The little bald man, trembling like a leaf, seemed inclined to disappear under the table at which he was seated. Cherami, having reflected two or three minutes, looked at him with an affable expression, and said:

"Didn't you lose something else at the party you mentioned just now."

"Something else? yes, I did, monsieur; I was in bad luck that night! When I arrived at the ball, I had lost one of my gloves—a yellow glove. To be sure, it was returned to me later—but in such a state!"

"Ah! now I understand! I recognize you now!"

"You recognize me?"

"To be sure—you are Monsieur Courbichon.""That's my name, sure enough! But how——?"

"Pardieu! we met at our friend Blanquette's little party. Dear Monsieur Courbichon! I have been looking for you a long while!"

"You have been looking for me, monsieur? For what, pray?"

"For what? Why, to return your cane."

"But, monsieur, I don't know whether——"

"And your hat too, if you insist upon it; but, as the one you have now is newer, you would lose again by the change. But the cane is certainly yours; do you consider me capable of keeping something that doesn't belong to me,—that is in my possession only as the result of a mistake?"

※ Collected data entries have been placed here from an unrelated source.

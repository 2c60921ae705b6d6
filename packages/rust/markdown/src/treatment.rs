//! Structured form of a JSON treatment recommendation.

use serde::Serialize;
use serde_json::{Map, Value};

use crate::extract::{json_text, lookup};

/// How to treat the disease: free text, or ordered named steps.
#[derive(Debug, Clone, PartialEq, Eq, Serialize)]
#[serde(untagged)]
pub enum Treatment {
    Text(String),
    Steps(Vec<TreatmentStep>),
}

#[derive(Debug, Clone, PartialEq, Eq, Serialize)]
pub struct TreatmentStep {
    #[serde(skip_serializing_if = "Option::is_none")]
    pub title: Option<String>,
    pub description: String,
}

/// A disease treatment recommendation with every section optional.
#[derive(Debug, Clone, Default, PartialEq, Eq, Serialize)]
pub struct TreatmentPlan {
    #[serde(skip_serializing_if = "Option::is_none")]
    pub description: Option<String>,
    #[serde(skip_serializing_if = "Vec::is_empty")]
    pub symptoms: Vec<String>,
    #[serde(skip_serializing_if = "Option::is_none")]
    pub treatment: Option<Treatment>,
    #[serde(skip_serializing_if = "Vec::is_empty")]
    pub prevention: Vec<String>,
    #[serde(skip_serializing_if = "Vec::is_empty")]
    pub additional_care: Vec<String>,
}

impl TreatmentPlan {
    /// Build a plan from a JSON object. Unknown keys are ignored; a non-object
    /// yields an empty plan.
    pub fn from_value(value: &Value) -> Self {
        let Some(obj) = value.as_object() else {
            return Self::default();
        };

        Self {
            description: lookup(obj, &["description", "briefdescription", "diseasedescription"])
                .and_then(json_text),
            symptoms: items(lookup(obj, &["symptoms", "symptom"])),
            treatment: lookup(obj, &["treatment", "treatments", "treatmentmethods"])
                .and_then(treatment),
            prevention: items(lookup(
                obj,
                &["prevention", "preventivemeasures", "preventionmeasures"],
            )),
            additional_care: items(lookup(
                obj,
                &["additionalcare", "additionalcareinstructions", "care"],
            )),
        }
    }

    /// No recognized section was present.
    pub fn is_empty(&self) -> bool {
        self.description.is_none()
            && self.symptoms.is_empty()
            && self.treatment.is_none()
            && self.prevention.is_empty()
            && self.additional_care.is_empty()
    }
}

/// String -> one item, array -> its items, anything else -> its JSON text.
fn items(value: Option<&Value>) -> Vec<String> {
    match value {
        None | Some(Value::Null) => Vec::new(),
        Some(Value::Array(values)) => values.iter().filter_map(json_text).collect(),
        Some(other) => json_text(other).into_iter().collect(),
    }
}

fn treatment(value: &Value) -> Option<Treatment> {
    match value {
        Value::Object(steps) => non_empty(titled_steps(steps)),
        Value::Array(values) => non_empty(
            values
                .iter()
                .filter_map(|v| match v.as_object() {
                    Some(obj) => step_from_object(obj),
                    None => json_text(v).map(|description| TreatmentStep {
                        title: None,
                        description,
                    }),
                })
                .collect(),
        ),
        other => json_text(other).map(Treatment::Text),
    }
}

/// `{"Organic": "...", "Chemical": [...]}`: one step per key, in document order.
fn titled_steps(steps: &Map<String, Value>) -> Vec<TreatmentStep> {
    steps
        .iter()
        .filter_map(|(title, value)| {
            json_text(value).map(|description| TreatmentStep {
                title: Some(title.clone()),
                description,
            })
        })
        .collect()
}

/// `{"title": "...", "description": "..."}` inside a step array.
fn step_from_object(obj: &Map<String, Value>) -> Option<TreatmentStep> {
    let description = lookup(obj, &["description", "details", "steps"]).and_then(json_text)?;
    Some(TreatmentStep {
        title: lookup(obj, &["title", "name", "method"]).and_then(json_text),
        description,
    })
}

fn non_empty(steps: Vec<TreatmentStep>) -> Option<Treatment> {
    (!steps.is_empty()).then_some(Treatment::Steps(steps))
}

#[cfg(test)]
mod tests {
    use super::*;
    use serde_json::json;

    #[test]
    fn full_plan() {
        let plan = TreatmentPlan::from_value(&json!({
            "description": "Fungal disease of tomato leaves.",
            "symptoms": ["Dark spots", "Yellowing"],
            "treatment": {"Organic": "Neem oil weekly", "Chemical": ["Mancozeb", "Chlorothalonil"]},
            "prevention": "Rotate crops"
        }));
        assert_eq!(plan.description.as_deref(), Some("Fungal disease of tomato leaves."));
        assert_eq!(plan.symptoms, vec!["Dark spots", "Yellowing"]);
        assert_eq!(plan.prevention, vec!["Rotate crops"]);
        assert_eq!(
            plan.treatment,
            Some(Treatment::Steps(vec![
                TreatmentStep {
                    title: Some("Organic".into()),
                    description: "Neem oil weekly".into(),
                },
                TreatmentStep {
                    title: Some("Chemical".into()),
                    description: "Mancozeb, Chlorothalonil".into(),
                },
            ]))
        );
    }

    #[test]
    fn string_treatment_is_text() {
        let plan = TreatmentPlan::from_value(&json!({"treatment": "Remove infected leaves"}));
        assert_eq!(plan.treatment, Some(Treatment::Text("Remove infected leaves".into())));
    }

    #[test]
    fn array_treatment_is_untitled_steps() {
        let plan = TreatmentPlan::from_value(&json!({
            "treatment_methods": ["Prune", {"method": "Spray", "details": "Copper fungicide"}]
        }));
        let Some(Treatment::Steps(steps)) = plan.treatment else {
            panic!("expected steps");
        };
        assert_eq!(steps[0].title, None);
        assert_eq!(steps[1].title.as_deref(), Some("Spray"));
        assert_eq!(steps[1].description, "Copper fungicide");
    }

    #[test]
    fn non_list_symptoms_become_json_text() {
        let plan = TreatmentPlan::from_value(&json!({"symptoms": {"leaf": "spots"}}));
        assert_eq!(plan.symptoms, vec![r#"{"leaf":"spots"}"#]);
    }

    #[test]
    fn unrecognized_object_is_empty() {
        assert!(TreatmentPlan::from_value(&json!({"foo": "bar"})).is_empty());
        assert!(TreatmentPlan::from_value(&json!("text")).is_empty());
    }
}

"Ah! monsieur, I am sensible——"

"You understand, of course, that before returning this cane, which I carried away by mistake from my friend Blanquette's party, I wished to be sure of returning it to its owner and no one else. Have you my switch?"

"No, monsieur; I haven't it—I don't even know what has become of it."

"Bigre! I am very sorry for that. You thought, I suppose, that it was just a common switch; you didn't see that it was a nerf de boeuf, which came from China, where they make a great many canes of that material, because it bends and never breaks. You value it at six sous, but it was worth forty francs."

"Oh! if I had known that——"

"You'd have taken more care of it. However, that's a trifling mishap. You pay for what I have eaten, and we will dine together; then we shall be quits."

"What, monsieur, you propose——"

"Pray take your cane; it's a fascinating thing! Everybody stared at it. Dear Courbichon! I am delighted to have returned it to you; but I greatly regret my Chinese switch! Such is very rare in Paris. Very few like it come here from China.—I say, waiter, how much do I owe?"

"Seven francs fifty, monsieur."

"Very good. Monsieur here will attend to it."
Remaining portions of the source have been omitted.